─── RECORDED INFORMATION

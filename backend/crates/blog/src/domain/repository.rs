//! Repository Traits

use kernel::id::PostId;

use crate::domain::post::{NewPost, Post, PostDraft};
use crate::error::BlogResult;

#[trait_variant::make(PostRepository: Send)]
pub trait LocalPostRepository {
    /// All posts ordered by id
    async fn list(&self) -> BlogResult<Vec<Post>>;

    async fn find_by_id(&self, id: PostId) -> BlogResult<Option<Post>>;

    /// Insert and return the stored post
    async fn create(&self, post: &NewPost) -> BlogResult<Post>;

    /// Overwrite title, content and active; bumps `updated_at`
    ///
    /// Returns `false` when no post has that id.
    async fn update(&self, id: PostId, draft: &PostDraft) -> BlogResult<bool>;

    /// Returns `false` when no post has that id
    async fn delete(&self, id: PostId) -> BlogResult<bool>;
}
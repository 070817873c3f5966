//! Email Value Object
//!
//! A syntactically valid, normalized (trimmed, lower-cased) email address.
//! Used as the login identifier.

use serde::{Deserialize, Serialize};
use std::str::FromStr;
use thiserror::Error;

/// Maximum email length (per RFC 5321)
const EMAIL_MAX_LENGTH: usize = 254;

/// Maximum local part length
const LOCAL_PART_MAX_LENGTH: usize = 64;

#[derive(Debug, Clone, PartialEq, Eq, Error)]
pub enum EmailError {
    #[error("Email is required")]
    Empty,

    #[error("Email must be at most 254 characters")]
    TooLong,

    #[error("Invalid email format")]
    InvalidFormat,
}

/// Email address value object
#[derive(Debug, Clone, PartialEq, Eq, Hash, Serialize, Deserialize)]
pub struct Email(String);

impl Email {
    /// Create a new email with validation
    pub fn new(email: impl AsRef<str>) -> Result<Self, EmailError> {
        let email = email.as_ref().trim().to_lowercase();

        if email.is_empty() {
            return Err(EmailError::Empty);
        }

        if email.chars().count() > EMAIL_MAX_LENGTH {
            return Err(EmailError::TooLong);
        }

        if !Self::is_valid_format(&email) {
            return Err(EmailError::InvalidFormat);
        }

        Ok(Self(email))
    }

    fn is_valid_format(email: &str) -> bool {
        let Some((local, domain)) = email.split_once('@') else {
            return false;
        };

        if domain.contains('@') {
            return false;
        }

        if local.is_empty()
            || local.chars().count() > LOCAL_PART_MAX_LENGTH
            || local.chars().any(|c| c.is_whitespace() || c.is_control())
        {
            return false;
        }

        if domain.is_empty() || !domain.contains('.') {
            return false;
        }

        if !domain
            .chars()
            .all(|c| c.is_ascii_alphanumeric() || c == '.' || c == '-')
        {
            return false;
        }

        let edges = ['.', '-'];
        !(domain.starts_with(edges) || domain.ends_with(edges) || domain.contains(".."))
    }

    /// Create from database value (assumed already validated)
    pub fn from_db(email: impl Into<String>) -> Self {
        Self(email.into())
    }

    pub fn as_str(&self) -> &str {
        &self.0
    }
}

impl FromStr for Email {
    type Err = EmailError;

    fn from_str(s: &str) -> Result<Self, Self::Err> {
        Email::new(s)
    }
}

impl std::fmt::Display for Email {
    fn fmt(&self, f: &mut std::fmt::Formatter<'_>) -> std::fmt::Result {
        write!(f, "{}", self.0)
    }
}

impl AsRef<str> for Email {
    fn as_ref(&self) -> &str {
        &self.0
    }
}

──────

* [THE TASK]:
Both the line containing "async fn create(&self, post: &NewPost)" and the line containing "#[derive(Debug, Clone, PartialEq, Eq, Error)]" belong in the answer. Print them and every line above that falls between them exactly, and no others.

* [ANSWER TO THIS EXERCISE]:
    async fn create(&self, post: &NewPost) -> BlogResult<Post>;

    /// Overwrite title, content and active; bumps `updated_at`
    ///
    /// Returns `false` when no post has that id.
    async fn update(&self, id: PostId, draft: &PostDraft) -> BlogResult<bool>;

    /// Returns `false` when no post has that id
    async fn delete(&self, id: PostId) -> BlogResult<bool>;
}
repository 070817873c3f5966
//! Email Value Object
//!
//! A syntactically valid, normalized (trimmed, lower-cased) email address.
//! Used as the login identifier.

use serde::{Deserialize, Serialize};
use std::str::FromStr;
use thiserror::Error;

/// Maximum email length (per RFC 5321)
const EMAIL_MAX_LENGTH: usize = 254;

/// Maximum local part length
const LOCAL_PART_MAX_LENGTH: usize = 64;

#[derive(Debug, Clone, PartialEq, Eq, Error)]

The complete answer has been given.